Adanya pemimpin dan bawahan (karyawan) tersebut adalah suatu bukti bahwa organisasi dan struktur saling berkaitan . Oleh karena itu istilah struktur digunakan dalam artian yang mencakup: ukuran (organisasi), derajat spesialisasi yang diberikan kepada anggota kepada organisasi, kejelasan jurisdiksi (wilayah kerja), kecocokan antara tujuan anggota dengan tujuan organisasi, gaya kepemimpinan, dan sistem imbalan.

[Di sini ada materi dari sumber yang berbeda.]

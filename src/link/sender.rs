//! # Sender
//!
//! Serializes every outgoing command.
//!
//! Logged commands take the output lock, print, then take the transmission
//! lock and send while still holding the output lock, so the console shows
//! commands in exactly the order they hit the socket. `rc` commands go out
//! every poll tick and take the transmission lock only.
//!
//! Lock order is always output lock, then transmission lock.

use std::sync::Arc;

use tokio::sync::Mutex;
use tracing::{trace, warn};

use super::console::SharedConsole;
use super::transport::Transport;
use crate::command::encoder::encode_command;
use crate::command::protocol::{Command, CommandMessage, MessageKind};
use crate::error::BridgeError;

/// Fire-and-forget command writer
///
/// Cheap to clone; clones share the socket and both locks.
#[derive(Clone)]
pub struct Sender {
    transport: Arc<dyn Transport>,
    console: SharedConsole,
    transmission: Arc<Mutex<()>>,
}

impl std::fmt::Debug for Sender {
    fn fmt(&self, f: &mut std::fmt::Formatter<'_>) -> std::fmt::Result {
        f.debug_struct("Sender").finish_non_exhaustive()
    }
}

impl Sender {
    /// Create a sender over `transport`, printing to `console`
    pub fn new(transport: Arc<dyn Transport>, console: SharedConsole) -> Self {
        Self {
            transport,
            console,
            transmission: Arc::new(Mutex::new(())),
        }
    }

    /// Encode and send a command
    ///
    /// Failures are printed and dropped; nothing is retried.
    pub async fn send(&self, command: &Command) {
        let message = encode_command(command);
        self.send_message(&message).await;
    }

    /// Send an already encoded message
    pub async fn send_message(&self, message: &CommandMessage) {
        match message.kind {
            MessageKind::HighFrequency => self.send_quiet(message).await,
            MessageKind::Logged => self.send_logged(message).await,
        }
    }

    async fn send_logged(&self, message: &CommandMessage) {
        let mut console = self.console.lock().await;
        console.print_sent(message.text());

        let result = {
            let _tx = self.transmission.lock().await;
            self.transport.send(&message.payload).await
        };

        if let Err(e) = result {
            let err = BridgeError::Send(e);
            console.print_error(&format!("Failed to send `{}`: {}", message.text(), err));
            warn!("Dropped `{}`: {}", message.text(), err);
        }
    }

    async fn send_quiet(&self, message: &CommandMessage) {
        let result = {
            let _tx = self.transmission.lock().await;
            self.transport.send(&message.payload).await
        };

        match result {
            Ok(_) => trace!("Sent `{}`", message.text()),
            Err(e) => {
                let err = BridgeError::Send(e);
                // Transmission lock is released here; taking the output lock keeps the order.
                self.console
                    .lock()
                    .await
                    .print_error(&format!("Failed to send `{}`: {}", message.text(), err));
                warn!("Dropped `{}`: {}", message.text(), err);
            }
        }
    }

    /// Shared console, for components that print alongside the sender
    pub fn console(&self) -> &SharedConsole {
        &self.console
    }
}

#[cfg(test)]
mod tests {
    use super::*;
    use crate::command::protocol::ControlVector;
    use crate::link::console::mocks::CaptureBuffer;
    use crate::link::transport::mocks::MockTransport;
    use std::io;

    fn setup() -> (Arc<MockTransport>, CaptureBuffer, Sender) {
        let mock = Arc::new(MockTransport::new());
        let buffer = CaptureBuffer::new();
        let sender = Sender::new(mock.clone(), buffer.console());
        (mock, buffer, sender)
    }

    #[tokio::test]
    async fn test_logged_command_is_printed_and_sent() {
        let (mock, buffer, sender) = setup();

        sender.send(&Command::Takeoff).await;

        assert_eq!(mock.sent_texts(), vec!["takeoff"]);
        let lines = buffer.lines();
        assert_eq!(lines.len(), 1);
        assert!(lines[0].ends_with("]: takeoff"));
    }

    #[tokio::test]
    async fn test_rc_is_sent_but_not_printed() {
        let (mock, buffer, sender) = setup();

        sender
            .send(&Command::Rc(ControlVector::new(50, 0, 0, 0)))
            .await;

        assert_eq!(mock.sent_texts(), vec!["rc 50 0 0 0"]);
        assert!(buffer.lines().is_empty());
    }

    #[tokio::test]
    async fn test_send_failure_is_printed_not_propagated() {
        let (mock, buffer, sender) = setup();
        mock.set_send_error(io::ErrorKind::Other);

        sender.send(&Command::Land).await;
        sender.send(&Command::Rc(ControlVector::neutral())).await;

        let lines = buffer.lines();
        assert_eq!(lines.len(), 3);
        assert!(lines[0].ends_with("]: land"));
        assert!(lines[1].contains("Failed to send `land`"));
        assert!(lines[2].contains("Failed to send `rc 0 0 0 0`"));
    }

    #[tokio::test]
    async fn test_rc_does_not_wait_for_console() {
        let (mock, _buffer, sender) = setup();

        // Someone else holds the output lock
        let guard = sender.console().lock().await;
        sender.send(&Command::Rc(ControlVector::neutral())).await;
        drop(guard);

        assert_eq!(mock.sent_texts(), vec!["rc 0 0 0 0"]);
    }

    #[tokio::test(flavor = "multi_thread", worker_threads = 4)]
    async fn test_concurrent_logged_sends_keep_print_order() {
        let (mock, buffer, sender) = setup();

        let mut tasks = Vec::new();
        for i in 0..20u8 {
            let sender = sender.clone();
            tasks.push(tokio::spawn(async move {
                sender.send(&Command::Speed(10 + i)).await;
                sender.send(&Command::Rc(ControlVector::neutral())).await;
            }));
        }
        for task in tasks {
            task.await.unwrap();
        }

        let printed: Vec<String> = buffer
            .lines()
            .iter()
            .map(|l| l.split("]: ").nth(1).unwrap().to_string())
            .collect();
        let logged_sends: Vec<String> = mock
            .sent_texts()
            .into_iter()
            .filter(|t| !t.starts_with("rc"))
            .collect();

        assert_eq!(printed.len(), 20);
        assert_eq!(printed, logged_sends);
    }
}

Dan sebagai tolak ukur, dalam penelitian menunjukkan bahwa ukuran organisasi dan derajat spesialisasi merupakan variabel yang mendorong terjadinya konflik struktur. Makin besar organisasi, dan makin terspesialisasi kegiatannya, maka semakin besar pula kemungkinan terjadinya konflik.
Jadi konflik struktural adalah suatu proses interaksi yang terjadi akibat adanya ketidak sesuaian atau perbedaan antara dua pendapat (sudut pandang), baik itu terjadi dalam ukuran (organisasi), derajat spesialisasi yang diberikan kepada anggota keorganisasi, kejelasan jurisdiksi (wilayah kerja), kecocokan antara tujuan anggota dengan tujuan organisasi, gaya kepemimpinan, dan sistem imbalan yang berpengaruh atas pihak-pihak yang terlibat, baik pengaruh positif maupun pengaruh negatif . Namun secara umum Konflik Hirarki (Sruktur) adalah konflik yang terjadi diberbagai tingkatan organisasi.
Konflik dapat menyebabkan orang memperhatikan bidang-bidang problem pada sebuah organisasi, dan hal tersebut dapat menyebabkan dicapainya tujuan orgnisatoris secara efektif. Akan tetapi, apabila suatu organisasi dengan kaku menolak adanya perubahan, maka situasi konflik yang terjadi, tidak akan reda.
Tensi akan makin meningkat “suhunya” dan setiap dan konflik yang baru yang terjadi akan makin menceraiberaikan subunit-subunit organisasi yang bersangkutan.
Pada umumnya dapat dikatakan bahwa makin kaku struktur dan kultur organisasi yang bersangkutan, maka makin tidak menguntungkan konflik yang terjadi. Dan dalam sesuatu konflik, komonikasi antara subunit-subunit dapat menyusut, hingga dengan demikian masing-masing subunit tidak dapat membuat keputusan-keputusan yang sehat.
B.Memahami Konflik Vertikal, Horizontal (Lini), Staf, Dan Peran.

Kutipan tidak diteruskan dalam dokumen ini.